(Dataset entries)
---*---

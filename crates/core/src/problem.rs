use thiserror::Error;

/// A validated initial-value problem `(t0, u0, dt, tmax)`.
///
/// The derivative function is supplied separately so the same problem can be
/// integrated against different fields. Construction guarantees a positive,
/// finite step and finite start and horizon times, so a fixed-step driver
/// always terminates.
#[derive(Debug, Clone, PartialEq)]
#[cfg_attr(feature = "serde-derive", derive(serde::Serialize))]
pub struct Problem {
    t0: f64,
    initial_state: Vec<f64>,
    dt: f64,
    tmax: f64,
}

/// Errors that can occur when validating a [`Problem`].
#[derive(Debug, Error, Clone, Copy, PartialEq)]
pub enum ProblemError {
    #[error("time step must be positive and finite, got {dt}")]
    InvalidStep { dt: f64 },

    #[error("start and horizon times must be finite, got t0 = {t0}, tmax = {tmax}")]
    NonFiniteTime { t0: f64, tmax: f64 },
}

impl Problem {
    /// Creates a problem starting from `initial_state` at `t0`.
    ///
    /// # Errors
    ///
    /// Returns [`ProblemError::InvalidStep`] if `dt` is not positive and finite,
    /// or [`ProblemError::NonFiniteTime`] if `t0` or `tmax` is NaN or infinite.
    pub fn new(
        t0: f64,
        initial_state: impl Into<Vec<f64>>,
        dt: f64,
        tmax: f64,
    ) -> Result<Self, ProblemError> {
        if !dt.is_finite() || dt <= 0.0 {
            return Err(ProblemError::InvalidStep { dt });
        }
        if !t0.is_finite() || !tmax.is_finite() {
            return Err(ProblemError::NonFiniteTime { t0, tmax });
        }

        Ok(Self {
            t0,
            initial_state: initial_state.into(),
            dt,
            tmax,
        })
    }

    /// Returns the start time.
    #[must_use]
    pub fn t0(&self) -> f64 {
        self.t0
    }

    /// Returns the state at the start time.
    #[must_use]
    pub fn initial_state(&self) -> &[f64] {
        &self.initial_state
    }

    /// Returns the number of state components.
    #[must_use]
    pub fn dimension(&self) -> usize {
        self.initial_state.len()
    }

    /// Returns the fixed step size.
    #[must_use]
    pub fn dt(&self) -> f64 {
        self.dt
    }

    /// Returns the time horizon.
    #[must_use]
    pub fn tmax(&self) -> f64 {
        self.tmax
    }
}

/// An oscillator problem in row form: `(t0, x0, v0, tmax, dt)`.
///
/// This is the shape a batch of independent problems usually arrives in. It is
/// not validated until converted into a [`Problem`].
#[derive(Debug, Clone, Copy, PartialEq)]
#[cfg_attr(
    feature = "serde-derive",
    derive(serde::Serialize, serde::Deserialize)
)]
pub struct OscillatorProblem {
    pub t0: f64,
    pub x0: f64,
    pub v0: f64,
    pub tmax: f64,
    pub dt: f64,
}

impl TryFrom<OscillatorProblem> for Problem {
    type Error = ProblemError;

    fn try_from(row: OscillatorProblem) -> Result<Self, Self::Error> {
        Problem::new(row.t0, [row.x0, row.v0], row.dt, row.tmax)
    }
}

#[cfg(test)]
mod tests {
    use super::*;

    #[test]
    fn accepts_well_formed_problem() {
        let problem = Problem::new(0.0, vec![1.0, 2.0, 3.0], 0.5, 10.0).expect("valid problem");

        assert_eq!(problem.t0(), 0.0);
        assert_eq!(problem.initial_state(), &[1.0, 2.0, 3.0]);
        assert_eq!(problem.dimension(), 3);
        assert_eq!(problem.dt(), 0.5);
        assert_eq!(problem.tmax(), 10.0);
    }

    #[test]
    fn horizon_before_start_is_allowed() {
        // Nothing to integrate, but not an error.
        assert!(Problem::new(5.0, [0.0], 0.1, 1.0).is_ok());
    }

    #[test]
    fn rejects_non_positive_step() {
        assert_eq!(
            Problem::new(0.0, [1.0], 0.0, 1.0),
            Err(ProblemError::InvalidStep { dt: 0.0 })
        );
        assert_eq!(
            Problem::new(0.0, [1.0], -0.1, 1.0),
            Err(ProblemError::InvalidStep { dt: -0.1 })
        );
    }

    #[test]
    fn rejects_non_finite_step() {
        assert!(matches!(
            Problem::new(0.0, [1.0], f64::NAN, 1.0),
            Err(ProblemError::InvalidStep { .. })
        ));
        assert!(matches!(
            Problem::new(0.0, [1.0], f64::INFINITY, 1.0),
            Err(ProblemError::InvalidStep { .. })
        ));
    }

    #[test]
    fn rejects_non_finite_times() {
        assert!(matches!(
            Problem::new(f64::NAN, [1.0], 0.1, 1.0),
            Err(ProblemError::NonFiniteTime { .. })
        ));
        assert!(matches!(
            Problem::new(0.0, [1.0], 0.1, f64::INFINITY),
            Err(ProblemError::NonFiniteTime { .. })
        ));
    }

    #[test]
    fn oscillator_row_becomes_two_component_problem() {
        let row = OscillatorProblem {
            t0: 0.0,
            x0: 0.0,
            v0: 1.0,
            tmax: 1.0,
            dt: 0.1,
        };

        let problem = Problem::try_from(row).expect("valid row");

        assert_eq!(problem.initial_state(), &[0.0, 1.0]);
        assert_eq!(problem.dt(), 0.1);
        assert_eq!(problem.tmax(), 1.0);
    }

    #[cfg(feature = "serde-derive")]
    #[test]
    fn oscillator_row_deserializes_from_named_fields() {
        let json = r#"{ "t0": 0.0, "x0": 0.5, "v0": -1.0, "tmax": 3.0, "dt": 0.01 }"#;

        let row: OscillatorProblem = serde_json::from_str(json).expect("valid json");

        assert_eq!(
            row,
            OscillatorProblem {
                t0: 0.0,
                x0: 0.5,
                v0: -1.0,
                tmax: 3.0,
                dt: 0.01,
            }
        );
    }

    #[cfg(feature = "serde-derive")]
    #[test]
    fn problem_serializes_all_fields() {
        let problem = Problem::new(0.5, [0.0, 1.0], 0.1, 2.0).expect("valid problem");

        let json = serde_json::to_value(&problem).expect("serializable");

        assert_eq!(
            json,
            serde_json::json!({
                "t0": 0.5,
                "initial_state": [0.0, 1.0],
                "dt": 0.1,
                "tmax": 2.0,
            })
        );
    }

    #[test]
    fn invalid_oscillator_row_is_rejected() {
        let row = OscillatorProblem {
            t0: 0.0,
            x0: 0.0,
            v0: 1.0,
            tmax: 1.0,
            dt: -1.0,
        };

        assert_eq!(
            Problem::try_from(row),
            Err(ProblemError::InvalidStep { dt: -1.0 })
        );
    }
}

---*---

▶ TASK TO COMPLETE
Copy out the entries above again, keeping them exact.

▶ TASK SOLUTION
filename crates/core/src/problem.rs
use thiserror::Error;

/// A validated initial-value problem `(t0, u0, dt, tmax)`.
///
/// The derivative function is supplied separately so the same problem can be
/// integrated against different fields. Construction guarantees a positive,
/// finite step and finite start and horizon times, so a fixed-step driver
/// always terminates.
#[derive(Debug, Clone, PartialEq)]
#[cfg_attr(feature = "serde-derive", derive(serde::Serialize))]
pub struct Problem {
    t0: f64,
    initial_state: Vec<f64>,
    dt: f64,
    tmax: f64,
}

/// Errors that can occur when validating a [`Problem`].
#[derive(Debug, Error, Clone, Copy, PartialEq)]
pub enum ProblemError {
    #[error("time step must be positive and finite, got {dt}")]
    InvalidStep { dt: f64 },

    #[error("start and horizon times must be finite, got t0 = {t0}, tmax = {tmax}")]
    NonFiniteTime { t0: f64, tmax: f64 },
}

impl Problem {
    /// Creates a problem starting from `initial_state` at `t0`.
    ///
    /// # Errors
    ///
    /// Returns [`ProblemError::InvalidStep`] if `dt` is not positive and finite,
    /// or [`ProblemError::NonFiniteTime`] if `t0` or `tmax` is NaN or infinite.
    pub fn new(
        t0: f64,
        initial_state: impl Into<Vec<f64>>,
        dt: f64,
        tmax: f64,
    ) -> Result<Self, ProblemError> {
        if !dt.is_finite() || dt <= 0.0 {
            return Err(ProblemError::InvalidStep { dt });
        }
        if !t0.is_finite() || !tmax.is_finite() {
            return Err(ProblemError::NonFiniteTime { t0, tmax });
        }

        Ok(Self {
            t0,
            initial_state: initial_state.into(),
            dt,
            tmax,
        })
    }

    /// Returns the start time.
    #[must_use]
    pub fn t0(&self) -> f64 {
        self.t0
    }

    /// Returns the state at the start time.
    #[must_use]
    pub fn initial_state(&self) -> &[f64] {
        &self.initial_state
    }

    /// Returns the number of state components.
    #[must_use]
    pub fn dimension(&self) -> usize {
        self.initial_state.len()
    }

    /// Returns the fixed step size.
    #[must_use]
    pub fn dt(&self) -> f64 {
        self.dt
    }

    /// Returns the time horizon.
    #[must_use]
    pub fn tmax(&self) -> f64 {
        self.tmax
    }
}

/// An oscillator problem in row form: `(t0, x0, v0, tmax, dt)`.
///
/// This is the shape a batch of independent problems usually arrives in. It is
/// not validated until converted into a [`Problem`].
#[derive(Debug, Clone, Copy, PartialEq)]
#[cfg_attr(
    feature = "serde-derive",
    derive(serde::Serialize, serde::Deserialize)
)]
pub struct OscillatorProblem {
    pub t0: f64,
    pub x0: f64,
    pub v0: f64,
    pub tmax: f64,
    pub dt: f64,
}

impl TryFrom<OscillatorProblem> for Problem {
    type Error = ProblemError;

    fn try_from(row: OscillatorProblem) -> Result<Self, Self::Error> {
        Problem::new(row.t0, [row.x0, row.v0], row.dt, row.tmax)
    }
}

#[cfg(test)]
mod tests {
    use super::*;

    #[test]
    fn accepts_well_formed_problem() {
        let problem = Problem::new(0.0, vec![1.0, 2.0, 3.0], 0.5, 10.0).expect("valid problem");

        assert_eq!(problem.t0(), 0.0);
        assert_eq!(problem.initial_state(), &[1.0, 2.0, 3.0]);
        assert_eq!(problem.dimension(), 3);
        assert_eq!(problem.dt(), 0.5);
        assert_eq!(problem.tmax(), 10.0);
    }

    #[test]
    fn horizon_before_start_is_allowed() {
        // Nothing to integrate, but not an error.
        assert!(Problem::new(5.0, [0.0], 0.1, 1.0).is_ok());
    }

    #[test]
    fn rejects_non_positive_step() {
        assert_eq!(
            Problem::new(0.0, [1.0], 0.0, 1.0),
            Err(ProblemError::InvalidStep { dt: 0.0 })
        );
        assert_eq!(
            Problem::new(0.0, [1.0], -0.1, 1.0),
            Err(ProblemError::InvalidStep { dt: -0.1 })
        );
    }

    #[test]
    fn rejects_non_finite_step() {
        assert!(matches!(
            Problem::new(0.0, [1.0], f64::NAN, 1.0),
            Err(ProblemError::InvalidStep { .. })
        ));
        assert!(matches!(
            Problem::new(0.0, [1.0], f64::INFINITY, 1.0),
            Err(ProblemError::InvalidStep { .. })
        ));
    }

    #[test]
    fn rejects_non_finite_times() {
        assert!(matches!(
            Problem::new(f64::NAN, [1.0], 0.1, 1.0),
            Err(ProblemError::NonFiniteTime { .. })
        ));
        assert!(matches!(
            Problem::new(0.0, [1.0], 0.1, f64::INFINITY),
            Err(ProblemError::NonFiniteTime { .. })
        ));
    }

    #[test]
    fn oscillator_row_becomes_two_component_problem() {
        let row = OscillatorProblem {
            t0: 0.0,
            x0: 0.0,
            v0: 1.0,
            tmax: 1.0,
            dt: 0.1,
        };

        let problem = Problem::try_from(row).expect("valid row");

        assert_eq!(problem.initial_state(), &[0.0, 1.0]);
        assert_eq!(problem.dt(), 0.1);
        assert_eq!(problem.tmax(), 1.0);
    }

    #[cfg(feature = "serde-derive")]
    #[test]
    fn oscillator_row_deserializes_from_named_fields() {
        let json = r#"{ "t0": 0.0, "x0": 0.5, "v0": -1.0, "tmax": 3.0, "dt": 0.01 }"#;

        let row: OscillatorProblem = serde_json::from_str(json).expect("valid json");

        assert_eq!(
            row,
            OscillatorProblem {
                t0: 0.0,
                x0: 0.5,
                v0: -1.0,
                tmax: 3.0,
                dt: 0.01,
            }
        );
    }

    #[cfg(feature = "serde-derive")]
    #[test]
    fn problem_serializes_all_fields() {
        let problem = Problem::new(0.5, [0.0, 1.0], 0.1, 2.0).expect("valid problem");

        let json = serde_json::to_value(&problem).expect("serializable");

        assert_eq!(
            json,
            serde_json::json!({
                "t0": 0.5,
                "initial_state": [0.0, 1.0],
                "dt": 0.1,
                "tmax": 2.0,
            })
        );
    }

    #[test]
    fn invalid_oscillator_row_is_rejected() {
        let row = OscillatorProblem {
            t0: 0.0,
            x0: 0.0,
            v0: 1.0,
            tmax: 1.0,
            dt: -1.0,
        };

        assert_eq!(
            Problem::try_from(row),
            Err(ProblemError::InvalidStep { dt: -1.0 })
        );
    }
}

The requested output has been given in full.